Reputation: 5850
I have an entity with a field defined following way:
@Temporal(TemporalType.TIMESTAMP)
@Column(name = "some_datetime")
private java.util.Date someDateTime;
I would assume that Hibernate would create a table with corresponding column of type DATETIME(3)

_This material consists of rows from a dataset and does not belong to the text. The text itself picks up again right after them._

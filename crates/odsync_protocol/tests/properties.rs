//! Property tests for conflict resolution and dispatch ordering.

use chrono::{Duration, TimeZone, Utc};
use odsync_protocol::{
    resolve, ItemType, Operation, Payload, QueueItem, Resolution, SyncConflict,
};
use proptest::prelude::*;
use serde_json::json;

/// Strategy for small string-to-integer payloads.
fn payload_strategy() -> impl Strategy<Value = Payload> {
    prop::collection::btree_map("[a-z]{1,8}", any::<i64>(), 0..6)
        .prop_map(|map| map.into_iter().map(|(k, v)| (k, json!(v))).collect())
}

/// Strategy for a conflict with independent local/server timestamps.
fn conflict_strategy() -> impl Strategy<Value = SyncConflict> {
    (
        payload_strategy(),
        payload_strategy(),
        0i64..1_000_000,
        0i64..1_000_000,
    )
        .prop_map(|(local, server, local_secs, server_secs)| {
            let base = Utc.with_ymd_and_hms(2026, 1, 1, 0, 0, 0).unwrap();
            SyncConflict::new(
                "req-1",
                ItemType::Request,
                local,
                server,
                base + Duration::seconds(local_secs),
                base + Duration::seconds(server_secs),
            )
        })
}

proptest! {
    #[test]
    fn resolution_is_idempotent(conflict in conflict_strategy()) {
        prop_assert_eq!(resolve(&conflict), resolve(&conflict));
    }

    #[test]
    fn newer_timestamp_wins(conflict in conflict_strategy()) {
        let resolution = resolve(&conflict);
        if conflict.server_timestamp > conflict.local_timestamp {
            prop_assert_eq!(resolution.resolution, Resolution::UseServer);
            prop_assert_eq!(&resolution.merged_data, &conflict.server_data);
        } else {
            prop_assert_eq!(resolution.resolution, Resolution::UseLocal);
            prop_assert_eq!(&resolution.merged_data, &conflict.local_data);
        }
        prop_assert_ne!(resolution.resolution, Resolution::Merge);
    }

    #[test]
    fn dispatch_order_is_priority_then_age(
        entries in prop::collection::vec((-5i32..10, 0i64..10_000), 1..40)
    ) {
        let base = Utc.with_ymd_and_hms(2026, 1, 1, 0, 0, 0).unwrap();
        let mut items: Vec<QueueItem> = entries
            .iter()
            .map(|(priority, offset)| {
                let mut item = QueueItem::new(
                    "req",
                    ItemType::Request,
                    Operation::Update,
                    Payload::new(),
                    *priority,
                );
                item.queued_at = base + Duration::seconds(*offset);
                item
            })
            .collect();

        items.sort_by(QueueItem::dispatch_order);

        for pair in items.windows(2) {
            let (a, b) = (&pair[0], &pair[1]);
            prop_assert!(a.priority >= b.priority);
            if a.priority == b.priority {
                prop_assert!(a.queued_at <= b.queued_at);
            }
        }
    }
}
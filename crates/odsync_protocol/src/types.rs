//! Identifiers and discriminators.

use serde::{Deserialize, Serialize};
use std::collections::BTreeMap;
use std::fmt;
use uuid::Uuid;

/// Opaque key-value snapshot carried by a queue item.
///
/// A `BTreeMap` keeps key order stable, so equal payloads always encode
/// to equal bytes.
pub type Payload = BTreeMap<String, serde_json::Value>;

macro_rules! string_id {
    ($(#[$meta:meta])* $name:ident, $prefix:literal) => {
        $(#[$meta])*
        #[derive(Debug, Clone, PartialEq, Eq, PartialOrd, Ord, Hash, Serialize, Deserialize)]
        #[serde(transparent)]
        pub struct $name(String);

        impl $name {
            /// Generates a fresh random identifier.
            pub fn generate() -> Self {
                Self(format!(concat!($prefix, "_{}"), Uuid::new_v4().simple()))
            }

            /// Returns the identifier as a string slice.
            pub fn as_str(&self) -> &str {
                &self.0
            }
        }

        impl fmt::Display for $name {
            fn fmt(&self, f: &mut fmt::Formatter<'_>) -> fmt::Result {
                f.write_str(&self.0)
            }
        }

        impl From<&str> for $name {
            fn from(value: &str) -> Self {
                Self(value.to_string())
            }
        }

        impl From<String> for $name {
            fn from(value: String) -> Self {
                Self(value)
            }
        }
    };
}

string_id!(
    /// Identifier of a queue item, assigned at enqueue time.
    QueueId,
    "q"
);

string_id!(
    /// Client-local identifier of a tracked operation.
    OperationId,
    "op"
);

string_id!(
    /// Identifier of a stored sync conflict.
    ConflictId,
    "c"
);

/// Kind of domain entity a queue item mutates.
#[derive(Debug, Clone, Copy, PartialEq, Eq, PartialOrd, Ord, Hash, Serialize, Deserialize)]
#[serde(rename_all = "lowercase")]
pub enum ItemType {
    /// An OD request.
    Request,
    /// A user profile.
    Profile,
}

impl ItemType {
    /// Entity types in the order sync passes run them.
    pub const SYNC_ORDER: [ItemType; 2] = [ItemType::Request, ItemType::Profile];

    /// Returns the wire name.
    pub fn as_str(&self) -> &'static str {
        match self {
            ItemType::Request => "request",
            ItemType::Profile => "profile",
        }
    }

    /// Parses a wire name.
    pub fn parse(name: &str) -> Option<Self> {
        match name {
            "request" => Some(ItemType::Request),
            "profile" => Some(ItemType::Profile),
            _ => None,
        }
    }
}

impl fmt::Display for ItemType {
    fn fmt(&self, f: &mut fmt::Formatter<'_>) -> fmt::Result {
        f.write_str(self.as_str())
    }
}

/// Lifecycle state of a queue item.
///
/// ```text
/// pending ──claim──▶ in_progress ──▶ completed
///    ▲                    │
///    └──reset/retry── failed
///                         └────────▶ conflicted
/// ```
#[derive(Debug, Clone, Copy, PartialEq, Eq, Hash, Serialize, Deserialize)]
#[serde(rename_all = "snake_case")]
pub enum QueueState {
    /// Waiting to be dispatched.
    Pending,
    /// Claimed by a sync run.
    InProgress,
    /// Accepted by the remote.
    Completed,
    /// Dispatch failed; may be retried.
    Failed,
    /// Rejected by the remote because it holds a newer version.
    Conflicted,
}

impl QueueState {
    /// Returns true for states a sync run will not re-claim without a reset.
    pub fn is_terminal(&self) -> bool {
        matches!(
            self,
            QueueState::Completed | QueueState::Failed | QueueState::Conflicted
        )
    }

    /// Returns the wire name.
    pub fn as_str(&self) -> &'static str {
        match self {
            QueueState::Pending => "pending",
            QueueState::InProgress => "in_progress",
            QueueState::Completed => "completed",
            QueueState::Failed => "failed",
            QueueState::Conflicted => "conflicted",
        }
    }

    /// Parses a wire name.
    pub fn parse(name: &str) -> Option<Self> {
        match name {
            "pending" => Some(QueueState::Pending),
            "in_progress" => Some(QueueState::InProgress),
            "completed" => Some(QueueState::Completed),
            "failed" => Some(QueueState::Failed),
            "conflicted" => Some(QueueState::Conflicted),
            _ => None,
        }
    }
}

impl fmt::Display for QueueState {
    fn fmt(&self, f: &mut fmt::Formatter<'_>) -> fmt::Result {
        f.write_str(self.as_str())
    }
}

(for MySQL), however the table's column is just a DATETIME
, so when I store a Date with milliseconds they are lost:
describe some_table;
+---------------+--------------+------+-----+---------+-------+
| Field | Type | Null | Key | Default | Extra |
+---------------+--------------+------+-----+---------+-------+
| ... | ... | NO | PRI | NULL | |
| some_datetime | datetime | YES | | NULL | |
| ... | ... | NO | | NULL | |
+---------------+--------------+------+-----+---------+-------+
I guess I need to add a columnDefinition
parameter to the @Column
annotation, but why it's not done automatically by Hibernate, as I explicitly told that I want to have a TIMESTAMP supported by the table.
I tried the above with:
- 10.1.14 - MariaDB
- 5.7.29 - MySQL
Hibernate version is 5.2.18.Final with MySQL5InnoDBDialect
Upvotes: 4
Views: 914
Reputation: 13041
I would suggest you to use org.hibernate.dialect.MySQL57Dialect
dialect instead of org.hibernate.dialect.MySQL5InnoDBDialect
.
As I see, the Types.TIMESTAMP
type redefined here as datetime(6)
public class MySQL57Dialect extends MySQL55Dialect {
public MySQL57Dialect() {
super();
registerColumnType( Types.TIMESTAMP, "datetime(6)" );
// ...
}
}
But MySQL5InnoDBDialect
inherited the Types.TIMESTAMP
declaration from the MySQLDialect
where it declared in the following way:
public class MySQLDialect extends Dialect {
public MySQLDialect() {
// ..
registerColumnType( Types.TIMESTAMP, "datetime" );
}
}
And, by the way, this dialect is marked as deprecated:
/** A Dialect for MySQL 5 using InnoDB engine
* ...
* @deprecated Use "hibernate.dialect.storage_engine=innodb" environment variable or JVM system property instead.
*/
@Deprecated
public class MySQL5InnoDBDialect extends MySQL5Dialect {
// ...
}
Upvotes: 4
Reputation: 141
It is not direct answer but if you in the beginning your developing process maybe it will be useful to use LocalDateTime instead of old Date object. In this case it is no need use TemporalType.TIMESTAMP anymore.